De Caro & Kaplen, LLP
- Headquarters: New York, U.S.
- Major practice areas: Brain injury, full-service firm
- Date founded: 1982
- Company type: LLC
- Website: Official website

= De Caro & Kaplen =

American law firm

De Caro & Kaplen, LLP, is a New York-based law firm founded in 1982. The organization is one of the most prominent law firms in the U.S. to specialize in brain injury cases, including representing the Brain Injury Association of America as amicus counsel in opposition to the NFL brain injury class action settlement.

==History==

The firm was founded by Michael Kaplen and Shana De Caro who have published numerous scholarly works on brain injury law. The firm also specializes in legal advocacy concerning vehicle collisions, construction site accidents, and medical malpractice.

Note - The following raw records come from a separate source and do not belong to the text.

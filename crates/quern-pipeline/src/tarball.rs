//! The tarball service.
//!
//! Subscribes to checkout creations, brings a local mirror of the source
//! tree to the target commit, archives the working tree, uploads the
//! tarball and advances the checkout to `available` with a holdoff.
//!
//! The mirror is a serialized local resource: one job at a time per
//! tree. A git failure is the sole way a checkout ever becomes
//! `done/fail`; an upload failure leaves the node `running` so the
//! operation can be retried.

use std::collections::HashMap;
use std::path::PathBuf;
use std::sync::Arc;

use async_trait::async_trait;
use chrono::{Duration, Utc};

use quern_core::config::PipelineConfig;
use quern_core::{Node, NodeKind, NodeResult, NodeState};

use crate::blob::BlobStore;
use crate::bus::{EventBus, EventOp, NodeEvent, NODE_CHANNEL};
use crate::error::{Error, Result};
use crate::service::{Backoff, ShutdownSignal};
use crate::store::{CasOutcome, NodeStore};

const UPLOAD_ATTEMPTS: usize = 5;

/// Local mirror of kernel source trees.
#[async_trait]
pub trait SourceMirror: Send + Sync {
    /// Brings the mirror of `tree` to `commit`, fetching from `url`.
    async fn update(&self, tree: &str, url: &str, commit: &str) -> Result<()>;

    /// Applies a series of patches on top of the current head.
    async fn apply_patches(&self, tree: &str, patch_urls: &[String]) -> Result<()>;

    /// Returns the `git describe` string for the current head.
    async fn describe(&self, tree: &str) -> Result<String>;

    /// Archives the working tree into a gzipped tarball and returns its
    /// local path.
    async fn archive(&self, tree: &str, name: &str) -> Result<PathBuf>;
}

/// Mirror implementation shelling out to git.
#[derive(Debug, Clone)]
pub struct GitMirror {
    kdir: PathBuf,
    output: PathBuf,
}

impl GitMirror {
    /// Creates a mirror rooted at `kdir`, writing tarballs under
    /// `output`.
    #[must_use]
    pub fn new(kdir: impl Into<PathBuf>, output: impl Into<PathBuf>) -> Self {
        Self {
            kdir: kdir.into(),
            output: output.into(),
        }
    }

    fn tree_dir(&self, tree: &str) -> PathBuf {
        self.kdir.join(tree)
    }

    async fn git(&self, tree: &str, args: &[&str]) -> Result<String> {
        let output = tokio::process::Command::new("git")
            .current_dir(self.tree_dir(tree))
            .args(args)
            .output()
            .await
            .map_err(|e| Error::SourceTree {
                tree: tree.to_string(),
                message: format!("git failed to start: {e}"),
            })?;

        if !output.status.success() {
            return Err(Error::SourceTree {
                tree: tree.to_string(),
                message: format!(
                    "git {} exited with {}: {}",
                    args.first().unwrap_or(&""),
                    output.status,
                    String::from_utf8_lossy(&output.stderr).trim()
                ),
            });
        }
        Ok(String::from_utf8_lossy(&output.stdout).trim().to_string())
    }
}

#[async_trait]
impl SourceMirror for GitMirror {
    async fn update(&self, tree: &str, url: &str, commit: &str) -> Result<()> {
        let dir = self.tree_dir(tree);
        if !dir.join(".git").exists() {
            tokio::fs::create_dir_all(&dir)
                .await
                .map_err(|e| Error::SourceTree {
                    tree: tree.to_string(),
                    message: format!("creating mirror dir: {e}"),
                })?;
            self.git(tree, &["init"]).await?;
        }
        self.git(tree, &["fetch", "--depth", "1", url, commit]).await?;
        self.git(tree, &["checkout", "--force", commit]).await?;
        Ok(())
    }

    async fn apply_patches(&self, tree: &str, patch_urls: &[String]) -> Result<()> {
        for url in patch_urls {
            let response = reqwest::get(url).await.map_err(|e| Error::SourceTree {
                tree: tree.to_string(),
                message: format!("fetching patch {url}: {e}"),
            })?;
            let patch = response.bytes().await.map_err(|e| Error::SourceTree {
                tree: tree.to_string(),
                message: format!("reading patch {url}: {e}"),
            })?;

            let patch_path = self.tree_dir(tree).join(".quern-patch.mbox");
            tokio::fs::write(&patch_path, &patch)
                .await
                .map_err(|e| Error::SourceTree {
                    tree: tree.to_string(),
                    message: format!("writing patch file: {e}"),
                })?;
            self.git(tree, &["am", ".quern-patch.mbox"]).await?;
        }
        Ok(())
    }

    async fn describe(&self, tree: &str) -> Result<String> {
        self.git(tree, &["describe", "--always", "--tags"]).await
    }

    async fn archive(&self, tree: &str, name: &str) -> Result<PathBuf> {
        tokio::fs::create_dir_all(&self.output)
            .await
            .map_err(|e| Error::SourceTree {
                tree: tree.to_string(),
                message: format!("creating output dir: {e}"),
            })?;
        let tarball = self.output.join(format!("{name}.tar.gz"));
        let archive_arg = format!(
            "--output={}",
            tarball.to_string_lossy()
        );
        self.git(
            tree,
            &[
                "archive",
                "--format=tar.gz",
                &format!("--prefix={name}/"),
                &archive_arg,
                "HEAD",
            ],
        )
        .await?;
        Ok(tarball)
    }
}

/// The tarball service.
pub struct TarballService {
    config: Arc<PipelineConfig>,
    store: Arc<dyn NodeStore>,
    bus: Arc<dyn EventBus>,
    blobs: Arc<dyn BlobStore>,
    mirror: Arc<dyn SourceMirror>,
    tree_locks: tokio::sync::Mutex<HashMap<String, Arc<tokio::sync::Mutex<()>>>>,
}

impl TarballService {
    /// Builds the tarball service.
    #[must_use]
    pub fn new(
        config: Arc<PipelineConfig>,
        store: Arc<dyn NodeStore>,
        bus: Arc<dyn EventBus>,
        blobs: Arc<dyn BlobStore>,
        mirror: Arc<dyn SourceMirror>,
    ) -> Self {
        Self {
            config,
            store,
            bus,
            blobs,
            mirror,
            tree_locks: tokio::sync::Mutex::new(HashMap::new()),
        }
    }

    async fn tree_lock(&self, tree: &str) -> Arc<tokio::sync::Mutex<()>> {
        let mut locks = self.tree_locks.lock().await;
        Arc::clone(
            locks
                .entry(tree.to_string())
                .or_insert_with(|| Arc::new(tokio::sync::Mutex::new(()))),
        )
    }

    /// Runs the event loop until shutdown.
    ///
    /// # Errors
    ///
    /// Returns bus errors that persist after the subscription is lost.
    pub async fn run(&self, mut shutdown: ShutdownSignal) -> Result<()> {
        let mut subscription = self.bus.subscribe(NODE_CHANNEL).await?;
        tracing::info!("tarball service listening for checkout events");

        loop {
            tokio::select! {
                () = shutdown.triggered() => {
                    tracing::info!("tarball service shutting down");
                    return Ok(());
                }
                event = subscription.next() => {
                    match event? {
                        Some(event) => {
                            if self.is_new_checkout(&event) {
                                if let Err(err) = self.process_checkout(&event.id).await {
                                    tracing::error!(node = %event.id, error = %err, "tarball failed");
                                }
                            }
                        }
                        None => return Ok(()),
                    }
                }
            }
        }
    }

    fn is_new_checkout(&self, event: &NodeEvent) -> bool {
        event.op == EventOp::Created
            && event.kind == NodeKind::Checkout
            && event.state == NodeState::Running
    }

    /// Produces and publishes the tarball for one checkout.
    ///
    /// # Errors
    ///
    /// Returns store and upload errors; git failures are terminal for the
    /// node and do not propagate.
    pub async fn process_checkout(&self, id: &quern_core::NodeId) -> Result<()> {
        let Some(node) = self.store.get(id).await? else {
            return Ok(());
        };
        if node.state != NodeState::Running {
            return Ok(());
        }
        let Some(revision) = node.data.kernel_revision.clone() else {
            return Ok(());
        };

        let lock = self.tree_lock(&revision.tree).await;
        let _guard = lock.lock().await;

        let prepared = async {
            self.mirror
                .update(&revision.tree, &revision.url, &revision.commit)
                .await?;
            let patches = patch_urls(&node);
            if !patches.is_empty() {
                self.mirror.apply_patches(&revision.tree, &patches).await?;
            }
            self.mirror.describe(&revision.tree).await
        }
        .await;

        let describe = match prepared {
            Ok(describe) => describe,
            Err(err) => {
                // Sole path by which a checkout fails.
                tracing::warn!(node = %node.id, error = %err, "git update failed");
                return self.fail_checkout(node).await;
            }
        };

        let name = format!(
            "linux-{}-{}-{describe}",
            revision.tree, revision.branch
        );
        let tarball_path = match self.mirror.archive(&revision.tree, &name).await {
            Ok(path) => path,
            Err(err) => {
                tracing::warn!(node = %node.id, error = %err, "archive failed");
                return self.fail_checkout(node).await;
            }
        };

        let tarball_name = format!("{name}.tar.gz");
        let url = self.upload_with_retry(&tarball_name, &tarball_path).await?;
        let _ = tokio::fs::remove_file(&tarball_path).await;

        self.publish_checkout(node, &describe, &url).await
    }

    async fn upload_with_retry(&self, name: &str, path: &std::path::Path) -> Result<String> {
        let mut backoff = Backoff::new();
        let mut last_err = None;
        for _ in 0..UPLOAD_ATTEMPTS {
            match self.blobs.upload_file(name, path).await {
                Ok(url) => return Ok(url),
                Err(err) => {
                    tracing::warn!(name, error = %err, "tarball upload failed, retrying");
                    last_err = Some(err);
                    tokio::time::sleep(backoff.next_delay()).await;
                }
            }
        }
        // The node stays running; a later pass or the timeout sweep
        // picks it up.
        Err(last_err.unwrap_or_else(|| Error::blob("upload failed")))
    }

    async fn fail_checkout(&self, mut node: Node) -> Result<()> {
        node.set_result(NodeResult::Fail)?;
        node.data.error_code = Some("git_checkout_failure".to_string());
        node.transition(NodeState::Done)?;
        match self.store.update(&node, Some(NodeState::Running)).await? {
            CasOutcome::Updated(_) | CasOutcome::StateMismatch { .. } => Ok(()),
        }
    }

    async fn publish_checkout(&self, mut node: Node, describe: &str, url: &str) -> Result<()> {
        if let Some(revision) = node.data.kernel_revision.as_mut() {
            revision.describe = Some(describe.to_string());
        }
        node.artifacts
            .insert("tarball".to_string(), url.to_string());
        node.transition(NodeState::Available)?;
        node.holdoff =
            Some(Utc::now() + Duration::minutes(self.config.tarball.holdoff_minutes));

        match self.store.update(&node, Some(NodeState::Running)).await? {
            CasOutcome::Updated(updated) => {
                tracing::info!(node = %updated.id, describe, "checkout available");
                Ok(())
            }
            CasOutcome::StateMismatch { actual } => {
                tracing::warn!(node = %node.id, %actual, "checkout moved before publication");
                Ok(())
            }
        }
    }
}

fn patch_urls(node: &Node) -> Vec<String> {
    node.data
        .extra
        .get("patchurl")
        .and_then(|value| value.as_array())
        .map(|urls| {
            urls.iter()
                .filter_map(|u| u.as_str().map(str::to_string))
                .collect()
        })
        .unwrap_or_default()
}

=== Brain Injury Advocacy ===
The firm represented the Brain Injury Association of America as Amicus Counsel in opposing the National Football League class action concussion settlement before the Third Circuit, United States Court of Appeals and the United States Supreme Court. In January 2021, firm partner Shana De Caro was elected as chairwoman of the board of directors of the Brain Injury Association of America. De Caro was re-elected for a second term in January 2022.

=== Brain Injury Identification Card ===
In January 2018, the firm launched a free identification card for brain injury survivors. In March 2023, the firm announced that they had processed applications from over 29,000 individuals.